Many have heard of areas of science such as quantum mechanics, biochemistry, biophysics, physical chemistry, and so on. One growing area that has not received much popular attention is quantum biology, which looks at biological processes at the molecular and atomic scale, where weak but relevant quantum effects are helping to drive different biochemical reactions, as well as the processes involving energy conversion, such as light into chemical. Look at some specific projects here. Another significant aspect of these studies involves doing computational computer simulations of such reactions and biological processes. For example, for the first time, a group at the University of Illinois at Urbana-Champaign (UIUC), led by Prof. Klaus Schulten, has done a full blown, atom-by-atom simulation of an entire life form. It sounds crazy, but this is the level the science is at presently.

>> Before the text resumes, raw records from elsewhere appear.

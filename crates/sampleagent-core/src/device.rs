//! Optional device capabilities: network reachability and position.
//!
//! Either may be missing on the machine running the console. A missing
//! capability never fails the session; it is reported only when the user
//! asks for it.

use std::sync::atomic::{AtomicBool, Ordering};
use std::sync::Mutex;
use std::time::Duration;

use futures::future::BoxFuture;
use futures::FutureExt;
use reqwest::Client;
use thiserror::Error;
use tracing::debug;

use crate::config::Feature;
use crate::models::Location;

#[derive(Error, Debug, Clone, PartialEq, Eq)]
pub enum CapabilityError {
    #[error("{0:?} is disabled")]
    Disabled(Feature),

    #[error("Location services are not available on this device")]
    Unavailable,

    #[error("Timed out waiting for {0}")]
    TimedOut(&'static str),
}

// ============================================================================
// Connectivity
// ============================================================================

pub trait ConnectivityProbe: Send + Sync {
    /// Whether the network is reachable right now.
    fn check(&self) -> BoxFuture<'_, bool>;
}

/// Reports a fixed answer that can be flipped, for hosts without a probe
/// endpoint and for tests.
#[derive(Debug)]
pub struct StaticProbe {
    online: AtomicBool,
}

impl StaticProbe {
    pub fn new(online: bool) -> Self {
        Self {
            online: AtomicBool::new(online),
        }
    }

    pub fn set_online(&self, online: bool) {
        self.online.store(online, Ordering::SeqCst);
    }
}

impl ConnectivityProbe for StaticProbe {
    fn check(&self) -> BoxFuture<'_, bool> {
        let online = self.online.load(Ordering::SeqCst);
        async move { online }.boxed()
    }
}

/// Online when a HEAD request to `url` gets any HTTP response.
pub struct HttpProbe {
    client: Client,
    url: String,
}

impl HttpProbe {
    pub fn new(url: String, timeout: Duration) -> anyhow::Result<Self> {
        let client = Client::builder().timeout(timeout).build()?;
        Ok(Self { client, url })
    }
}

impl ConnectivityProbe for HttpProbe {
    fn check(&self) -> BoxFuture<'_, bool> {
        async move {
            match self.client.head(&self.url).send().await {
                Ok(_) => true,
                Err(e) => {
                    debug!(url = %self.url, error = %e, "Connectivity probe failed");
                    false
                }
            }
        }
        .boxed()
    }
}

// ============================================================================
// Location
// ============================================================================

pub trait LocationProvider: Send + Sync {
    fn current(&self) -> BoxFuture<'_, Result<Location, CapabilityError>>;
}

/// Serves a configured position, or reports location as unavailable.
#[derive(Debug, Default)]
pub struct FixedLocation {
    location: Mutex<Option<Location>>,
}

impl FixedLocation {
    pub fn new(location: Option<Location>) -> Self {
        Self {
            location: Mutex::new(location),
        }
    }

    /// Parse `"lat,lng"` or `"lat,lng,accuracy"`.
    pub fn parse(s: &str) -> Option<Location> {
        let parts: Vec<f64> = s
            .split(',')
            .map(|p| p.trim().parse::<f64>())
            .collect::<Result<_, _>>()
            .ok()?;
        match parts.as_slice() {
            [lat, lng] => Some(Location {
                lat: *lat,
                lng: *lng,
                accuracy: 0.0,
            }),
            [lat, lng, accuracy] => Some(Location {
                lat: *lat,
                lng: *lng,
                accuracy: *accuracy,
            }),
            _ => None,
        }
    }

    pub fn set(&self, location: Option<Location>) {
        if let Ok(mut current) = self.location.lock() {
            *current = location;
        }
    }
}

impl LocationProvider for FixedLocation {
    fn current(&self) -> BoxFuture<'_, Result<Location, CapabilityError>> {
        let location = self.location.lock().ok().and_then(|l| *l);
        async move { location.ok_or(CapabilityError::Unavailable) }.boxed()
    }
}

#[cfg(test)]
mod tests {
    use super::*;

    #[tokio::test]
    async fn test_static_probe_flips() {
        let probe = StaticProbe::new(true);
        assert!(probe.check().await);
        probe.set_online(false);
        assert!(!probe.check().await);
    }

    #[tokio::test]
    async fn test_missing_location_is_unavailable() {
        let provider = FixedLocation::new(None);
        assert_eq!(provider.current().await, Err(CapabilityError::Unavailable));

        provider.set(FixedLocation::parse("40.7128, -74.0060"));
        let location = provider.current().await.unwrap();
        assert_eq!(location.lat, 40.7128);
        assert_eq!(location.accuracy, 0.0);
    }

    #[test]
    fn test_parse_location() {
        assert_eq!(
            FixedLocation::parse("1.5,2.5,30").map(|l| l.accuracy),
            Some(30.0)
        );
        assert!(FixedLocation::parse("north").is_none());
        assert!(FixedLocation::parse("1,2,3,4").is_none());
    }
}
use chrono::{DateTime, Duration, Utc};

use crate::utils::age_display;

#[derive(Debug, Clone, PartialEq)]
pub struct CacheEntry<T> {
    pub payload: T,
    pub fetched_at: DateTime<Utc>,
    pub validity: Duration,
}

impl<T> CacheEntry<T> {
    pub fn new(payload: T, fetched_at: DateTime<Utc>, validity: Duration) -> Self {
        Self {
            payload,
            fetched_at,
            validity,
        }
    }

    pub fn age(&self, now: DateTime<Utc>) -> Duration {
        now - self.fetched_at
    }

    /// Fresh while strictly younger than the validity window.
    pub fn is_fresh_at(&self, now: DateTime<Utc>) -> bool {
        self.age(now) < self.validity
    }

    pub fn age_display(&self, now: DateTime<Utc>) -> String {
        age_display(self.age(now))
    }
}
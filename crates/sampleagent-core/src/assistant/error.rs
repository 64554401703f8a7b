use thiserror::Error;

#[derive(Error, Debug)]
pub enum AssistantError {
    #[error("No assistant API key configured")]
    MissingApiKey,

    #[error("Access denied: {0}")]
    AccessDenied(String),

    #[error("Unauthorized - API key may be invalid")]
    Unauthorized,

    #[error("Model not found: {0}")]
    NotFound(String),

    #[error("Rate limited - please wait before retrying")]
    RateLimited,

    #[error("Server error: {0}")]
    ServerError(String),

    #[error("Network error: {0}")]
    NetworkError(#[from] reqwest::Error),

    #[error("Invalid response: {0}")]
    InvalidResponse(String),
}

/// Maximum length for error response bodies in error messages
const MAX_ERROR_BODY_LENGTH: usize = 500;

impl AssistantError {
    /// Truncate a response body to avoid logging excessive data
    fn truncate_body(body: &str) -> String {
        if body.len() <= MAX_ERROR_BODY_LENGTH {
            body.to_string()
        } else {
            let mut end = MAX_ERROR_BODY_LENGTH;
            while !body.is_char_boundary(end) {
                end -= 1;
            }
            format!("{}... (truncated, {} total bytes)", &body[..end], body.len())
        }
    }

    pub fn from_status(status: reqwest::StatusCode, body: &str) -> Self {
        let truncated = Self::truncate_body(body);
        match status.as_u16() {
            // The generative language API reports a bad key as 400
            400 if body.contains("API_KEY_INVALID") => AssistantError::Unauthorized,
            401 => AssistantError::Unauthorized,
            403 => AssistantError::AccessDenied(truncated),
            404 => AssistantError::NotFound(truncated),
            429 => AssistantError::RateLimited,
            500..=599 => AssistantError::ServerError(truncated),
            _ => AssistantError::InvalidResponse(format!("Status {}: {}", status, truncated)),
        }
    }
}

UIUC is home to one of a handful of National Supercomputing Centers, and the Schulten group ran a simulation of the satellite tobacco mosaic virus, which consists of abot a million atoms in total. For 100 days, they ran a simulation of a 50-nanosecond time interval to see how every atom behaves and could therefore map all the processes occuring in the virus for that time period. Now, this doesn't sound like much...only a 50-nanosecond interval. But to get better and longer intervals to study, new computing schemes are necessary and are being developed. For example, at UIUC there is work being done to advance into the next level of computing power, the petascale computer (a thousand trillion calculations per second; currently supercomputers are in the terascale range, or only a trillion calculations per second. Compare to most home PCs which are in the gigascale range, or billions). The simulations being done by such groups would take an estimated 35 years on a home PC, so this gives a good comparison to see how advanced supercomuting platforms are. The importance of such simulations is to get a handle on all behaviors of something like a virus, which are being focused on because of their relative simplicity (no simulations of, say, humans, will be possible any time soon) as well as for medical research where molecular medications may be developed (using nanotechnology) that can be effective against a particular harmful virus.
1 comment:
Hi James,
You are coming up at the right time. I see fields like this, where multidisciplinary work is the rule and not the exception in the pursuit of studying complex systems, as the dominant areas of study in this century. Go for it!!